• What the exercise asks: Everything from the first line of the entries below through the line holding "s deadline and" must be printed exactly as written.

══════════

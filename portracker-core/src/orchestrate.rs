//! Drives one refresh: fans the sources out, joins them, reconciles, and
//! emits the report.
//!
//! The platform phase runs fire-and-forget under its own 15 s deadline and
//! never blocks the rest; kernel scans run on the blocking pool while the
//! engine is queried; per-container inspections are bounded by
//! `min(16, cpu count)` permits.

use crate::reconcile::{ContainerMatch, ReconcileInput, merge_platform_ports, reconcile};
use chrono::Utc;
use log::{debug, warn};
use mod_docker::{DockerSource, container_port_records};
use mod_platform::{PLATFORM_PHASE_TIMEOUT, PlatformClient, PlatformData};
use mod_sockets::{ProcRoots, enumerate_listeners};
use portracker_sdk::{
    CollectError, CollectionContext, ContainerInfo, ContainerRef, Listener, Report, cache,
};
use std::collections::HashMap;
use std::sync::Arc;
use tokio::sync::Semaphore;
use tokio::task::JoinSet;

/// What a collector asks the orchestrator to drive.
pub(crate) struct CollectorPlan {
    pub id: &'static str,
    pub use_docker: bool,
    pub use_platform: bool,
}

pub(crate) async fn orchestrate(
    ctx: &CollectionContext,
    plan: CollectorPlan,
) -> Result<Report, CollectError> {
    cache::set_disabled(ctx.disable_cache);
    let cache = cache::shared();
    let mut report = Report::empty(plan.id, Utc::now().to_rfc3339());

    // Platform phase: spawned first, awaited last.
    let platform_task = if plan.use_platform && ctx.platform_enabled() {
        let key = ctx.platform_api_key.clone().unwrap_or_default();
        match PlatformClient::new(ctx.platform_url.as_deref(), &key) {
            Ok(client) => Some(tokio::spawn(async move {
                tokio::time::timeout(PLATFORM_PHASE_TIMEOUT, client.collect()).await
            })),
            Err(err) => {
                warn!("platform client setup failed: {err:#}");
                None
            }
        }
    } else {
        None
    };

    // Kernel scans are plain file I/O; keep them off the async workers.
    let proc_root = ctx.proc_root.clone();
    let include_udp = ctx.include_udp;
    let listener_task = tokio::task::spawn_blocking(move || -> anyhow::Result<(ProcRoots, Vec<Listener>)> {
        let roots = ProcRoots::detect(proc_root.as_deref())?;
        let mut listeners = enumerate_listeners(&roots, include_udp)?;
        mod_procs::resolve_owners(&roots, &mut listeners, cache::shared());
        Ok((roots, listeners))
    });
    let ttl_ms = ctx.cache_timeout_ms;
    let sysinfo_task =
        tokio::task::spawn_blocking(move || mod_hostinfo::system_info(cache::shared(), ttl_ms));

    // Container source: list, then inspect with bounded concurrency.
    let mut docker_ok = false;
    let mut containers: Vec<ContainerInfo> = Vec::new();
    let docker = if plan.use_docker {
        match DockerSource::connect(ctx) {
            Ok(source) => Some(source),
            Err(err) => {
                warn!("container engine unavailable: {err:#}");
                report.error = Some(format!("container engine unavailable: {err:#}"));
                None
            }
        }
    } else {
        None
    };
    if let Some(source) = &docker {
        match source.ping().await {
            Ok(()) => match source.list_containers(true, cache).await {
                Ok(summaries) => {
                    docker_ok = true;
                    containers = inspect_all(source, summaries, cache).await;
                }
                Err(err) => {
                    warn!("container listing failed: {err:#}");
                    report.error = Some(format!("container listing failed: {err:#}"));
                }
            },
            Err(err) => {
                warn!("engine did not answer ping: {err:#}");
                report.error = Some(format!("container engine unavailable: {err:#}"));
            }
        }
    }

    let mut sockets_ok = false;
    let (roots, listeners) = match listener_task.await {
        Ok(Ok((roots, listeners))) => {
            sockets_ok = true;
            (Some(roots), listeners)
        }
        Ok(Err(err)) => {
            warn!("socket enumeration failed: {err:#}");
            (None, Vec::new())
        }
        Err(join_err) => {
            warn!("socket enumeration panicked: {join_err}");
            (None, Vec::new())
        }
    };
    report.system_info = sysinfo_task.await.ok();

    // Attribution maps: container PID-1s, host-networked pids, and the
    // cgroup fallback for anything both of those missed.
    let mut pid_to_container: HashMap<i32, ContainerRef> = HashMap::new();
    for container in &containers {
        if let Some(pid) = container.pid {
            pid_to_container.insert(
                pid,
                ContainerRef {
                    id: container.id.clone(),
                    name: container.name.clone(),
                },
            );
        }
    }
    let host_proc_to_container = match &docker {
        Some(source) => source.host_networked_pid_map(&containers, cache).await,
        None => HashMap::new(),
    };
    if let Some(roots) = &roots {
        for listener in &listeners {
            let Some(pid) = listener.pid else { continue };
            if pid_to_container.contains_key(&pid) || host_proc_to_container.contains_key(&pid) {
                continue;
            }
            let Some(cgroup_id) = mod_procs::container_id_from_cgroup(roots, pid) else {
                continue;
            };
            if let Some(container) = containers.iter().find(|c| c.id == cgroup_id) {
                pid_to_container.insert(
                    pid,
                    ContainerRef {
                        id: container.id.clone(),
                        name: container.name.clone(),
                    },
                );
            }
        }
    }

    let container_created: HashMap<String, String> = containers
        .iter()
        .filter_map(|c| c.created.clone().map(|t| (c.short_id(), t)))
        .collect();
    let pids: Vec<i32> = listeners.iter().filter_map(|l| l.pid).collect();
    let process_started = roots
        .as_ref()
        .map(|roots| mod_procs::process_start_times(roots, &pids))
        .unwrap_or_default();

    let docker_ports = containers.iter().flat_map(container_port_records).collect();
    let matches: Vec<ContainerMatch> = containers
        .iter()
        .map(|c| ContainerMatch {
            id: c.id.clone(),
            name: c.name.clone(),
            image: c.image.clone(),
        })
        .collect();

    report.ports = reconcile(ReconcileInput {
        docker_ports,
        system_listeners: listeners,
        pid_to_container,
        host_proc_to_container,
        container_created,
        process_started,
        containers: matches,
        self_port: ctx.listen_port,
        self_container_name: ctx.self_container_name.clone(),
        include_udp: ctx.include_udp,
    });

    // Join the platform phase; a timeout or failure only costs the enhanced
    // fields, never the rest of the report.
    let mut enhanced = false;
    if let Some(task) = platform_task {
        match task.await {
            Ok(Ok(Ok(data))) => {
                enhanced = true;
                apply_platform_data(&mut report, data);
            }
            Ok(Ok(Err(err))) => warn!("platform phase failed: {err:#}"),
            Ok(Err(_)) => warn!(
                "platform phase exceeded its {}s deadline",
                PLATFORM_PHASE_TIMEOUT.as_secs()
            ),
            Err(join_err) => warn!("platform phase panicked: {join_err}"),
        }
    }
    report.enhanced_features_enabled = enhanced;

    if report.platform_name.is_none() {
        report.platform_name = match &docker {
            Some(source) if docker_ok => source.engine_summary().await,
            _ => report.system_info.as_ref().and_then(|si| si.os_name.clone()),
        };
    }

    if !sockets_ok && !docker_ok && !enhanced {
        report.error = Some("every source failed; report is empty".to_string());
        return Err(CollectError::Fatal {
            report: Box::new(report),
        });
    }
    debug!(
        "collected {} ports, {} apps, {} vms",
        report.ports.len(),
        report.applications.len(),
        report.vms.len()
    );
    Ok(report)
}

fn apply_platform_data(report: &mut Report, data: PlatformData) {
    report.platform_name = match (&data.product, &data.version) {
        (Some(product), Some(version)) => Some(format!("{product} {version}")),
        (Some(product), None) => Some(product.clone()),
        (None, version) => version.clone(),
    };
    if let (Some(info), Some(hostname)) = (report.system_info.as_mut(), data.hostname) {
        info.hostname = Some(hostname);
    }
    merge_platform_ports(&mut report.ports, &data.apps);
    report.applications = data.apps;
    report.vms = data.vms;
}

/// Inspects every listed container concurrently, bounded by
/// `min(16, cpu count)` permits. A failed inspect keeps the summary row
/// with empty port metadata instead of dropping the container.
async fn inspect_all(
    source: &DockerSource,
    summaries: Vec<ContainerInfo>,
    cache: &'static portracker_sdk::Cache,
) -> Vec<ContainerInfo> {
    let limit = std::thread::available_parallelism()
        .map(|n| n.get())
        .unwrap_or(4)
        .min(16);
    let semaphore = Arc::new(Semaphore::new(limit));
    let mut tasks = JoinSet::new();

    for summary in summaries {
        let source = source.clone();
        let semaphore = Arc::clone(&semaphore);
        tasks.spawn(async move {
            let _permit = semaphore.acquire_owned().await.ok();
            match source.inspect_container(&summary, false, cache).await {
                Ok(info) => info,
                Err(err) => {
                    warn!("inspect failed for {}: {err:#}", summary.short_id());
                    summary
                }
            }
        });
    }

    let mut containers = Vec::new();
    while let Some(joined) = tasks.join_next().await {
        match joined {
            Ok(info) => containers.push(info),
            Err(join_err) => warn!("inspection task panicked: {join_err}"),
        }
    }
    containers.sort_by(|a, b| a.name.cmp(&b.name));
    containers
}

══════════

• Written answer:
filename portracker-core/src/orchestrate.rs
//! Drives one refresh: fans the sources out, joins them, reconciles, and
//! emits the report.
//!
//! The platform phase runs fire-and-forget under its own 15 s deadline and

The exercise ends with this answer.